Work to be completed →
Your response must be the entire set of entries, reproduced word for word.
▼
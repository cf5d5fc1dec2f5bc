use anyhow::Context;
use config::{Config, File, FileFormat};
use serde::Deserialize;
use tracing::info;

use diffbot_kinematics::{DifferentialDrive, METERS_TO_PIXELS, Pose, SpeedLimits};
use diffbot_steering::GoalSteering;

const DEFAULT_CONFIG_PATH: &str = "config/default.toml";

/// Robot parameters as written in the config file, in physical units.
#[derive(Debug, Clone, Deserialize)]
pub struct RobotSettings {
    pub start_x: f64,
    pub start_y: f64,
    pub axle_width_m: f64,
    pub max_speed_mps: f64,
    pub key_increment_mps: f64,
}

#[derive(Debug, Clone, Deserialize)]
pub struct SteeringSettings {
    pub step_gain_mps: f64,
    pub arrival_radius_px: f64,
}

#[derive(Debug, Clone, Deserialize)]
pub struct Settings {
    pub robot: RobotSettings,
    pub steering: SteeringSettings,
}

pub fn load_settings() -> anyhow::Result<Settings> {
    info!("Attempting to load configuration from {}", DEFAULT_CONFIG_PATH);

    let settings: Settings = Config::builder()
        .add_source(File::new(DEFAULT_CONFIG_PATH, FileFormat::Toml).required(true))
        .build()
        .with_context(|| format!("failed to read {}", DEFAULT_CONFIG_PATH))?
        .try_deserialize()
        .with_context(|| format!("failed to parse {}", DEFAULT_CONFIG_PATH))?;

    info!(?settings, "Successfully loaded configuration");
    Ok(settings)
}

/// Validated simulation parameters in pixel units, built once at startup.
#[derive(Debug, Clone, Copy)]
pub struct SimParams {
    pub start_pose: Pose,
    pub drive: DifferentialDrive,
    pub limits: SpeedLimits,
    pub steering: GoalSteering,
    /// Wheel-speed change per directional key press (px/s).
    pub key_increment: f64,
}

impl SimParams {
    /// Convert the configured physical quantities to pixel units and build
    /// the core components, rejecting invalid values up front.
    pub fn from_settings(settings: &Settings) -> anyhow::Result<Self> {
        let max_speed = settings.robot.max_speed_mps * METERS_TO_PIXELS;

        let drive = DifferentialDrive::new(settings.robot.axle_width_m * METERS_TO_PIXELS)
            .context("invalid axle width")?;
        let limits = SpeedLimits::new(-max_speed, max_speed).context("invalid speed limits")?;
        let steering = GoalSteering::new(
            settings.steering.step_gain_mps * METERS_TO_PIXELS,
            settings.steering.arrival_radius_px,
        )
        .context("invalid steering settings")?;

        Ok(SimParams {
            start_pose: Pose::new(settings.robot.start_x, settings.robot.start_y, 0.0),
            drive,
            limits,
            steering,
            key_increment: settings.robot.key_increment_mps * METERS_TO_PIXELS,
        })
    }
}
▲
Exercise result →
repository cf5d5fc1dec2f5bc
use anyhow::Context;
use config::{Config, File, FileFormat};
use serde::Deserialize;
use tracing::info;

use diffbot_kinematics::{DifferentialDrive, METERS_TO_PIXELS, Pose, SpeedLimits};
use diffbot_steering::GoalSteering;

const DEFAULT_CONFIG_PATH: &str = "config/default.toml";

/// Robot parameters as written in the config file, in physical units.
#[derive(Debug, Clone, Deserialize)]
pub struct RobotSettings {
    pub start_x: f64,
    pub start_y: f64,
    pub axle_width_m: f64,
    pub max_speed_mps: f64,
    pub key_increment_mps: f64,
}

#[derive(Debug, Clone, Deserialize)]
pub struct SteeringSettings {
    pub step_gain_mps: f64,
    pub arrival_radius_px: f64,
}

#[derive(Debug, Clone, Deserialize)]
pub struct Settings {
    pub robot: RobotSettings,
    pub steering: SteeringSettings,
}

pub fn load_settings() -> anyhow::Result<Settings> {
    info!("Attempting to load configuration from {}", DEFAULT_CONFIG_PATH);

    let settings: Settings = Config::builder()
        .add_source(File::new(DEFAULT_CONFIG_PATH, FileFormat::Toml).required(true))
        .build()
        .with_context(|| format!("failed to read {}", DEFAULT_CONFIG_PATH))?
        .try_deserialize()
        .with_context(|| format!("failed to parse {}", DEFAULT_CONFIG_PATH))?;

    info!(?settings, "Successfully loaded configuration");
    Ok(settings)
}

/// Validated simulation parameters in pixel units, built once at startup.
#[derive(Debug, Clone, Copy)]
pub struct SimParams {
    pub start_pose: Pose,
    pub drive: DifferentialDrive,
    pub limits: SpeedLimits,
    pub steering: GoalSteering,
    /// Wheel-speed change per directional key press (px/s).
    pub key_increment: f64,
}

impl SimParams {
    /// Convert the configured physical quantities to pixel units and build
    /// the core components, rejecting invalid values up front.
    pub fn from_settings(settings: &Settings) -> anyhow::Result<Self> {
        let max_speed = settings.robot.max_speed_mps * METERS_TO_PIXELS;

        let drive = DifferentialDrive::new(settings.robot.axle_width_m * METERS_TO_PIXELS)
            .context("invalid axle width")?;
        let limits = SpeedLimits::new(-max_speed, max_speed).context("invalid speed limits")?;
        let steering = GoalSteering::new(
            settings.steering.step_gain_mps * METERS_TO_PIXELS,
            settings.steering.arrival_radius_px,
        )
        .context("invalid steering settings")?;

        Ok(SimParams {
            start_pose: Pose::new(settings.robot.start_x, settings.robot.start_y, 0.0),
            drive,
            limits,
            steering,
            key_increment: settings.robot.key_increment_mps * METERS_TO_PIXELS,
        })
    }
}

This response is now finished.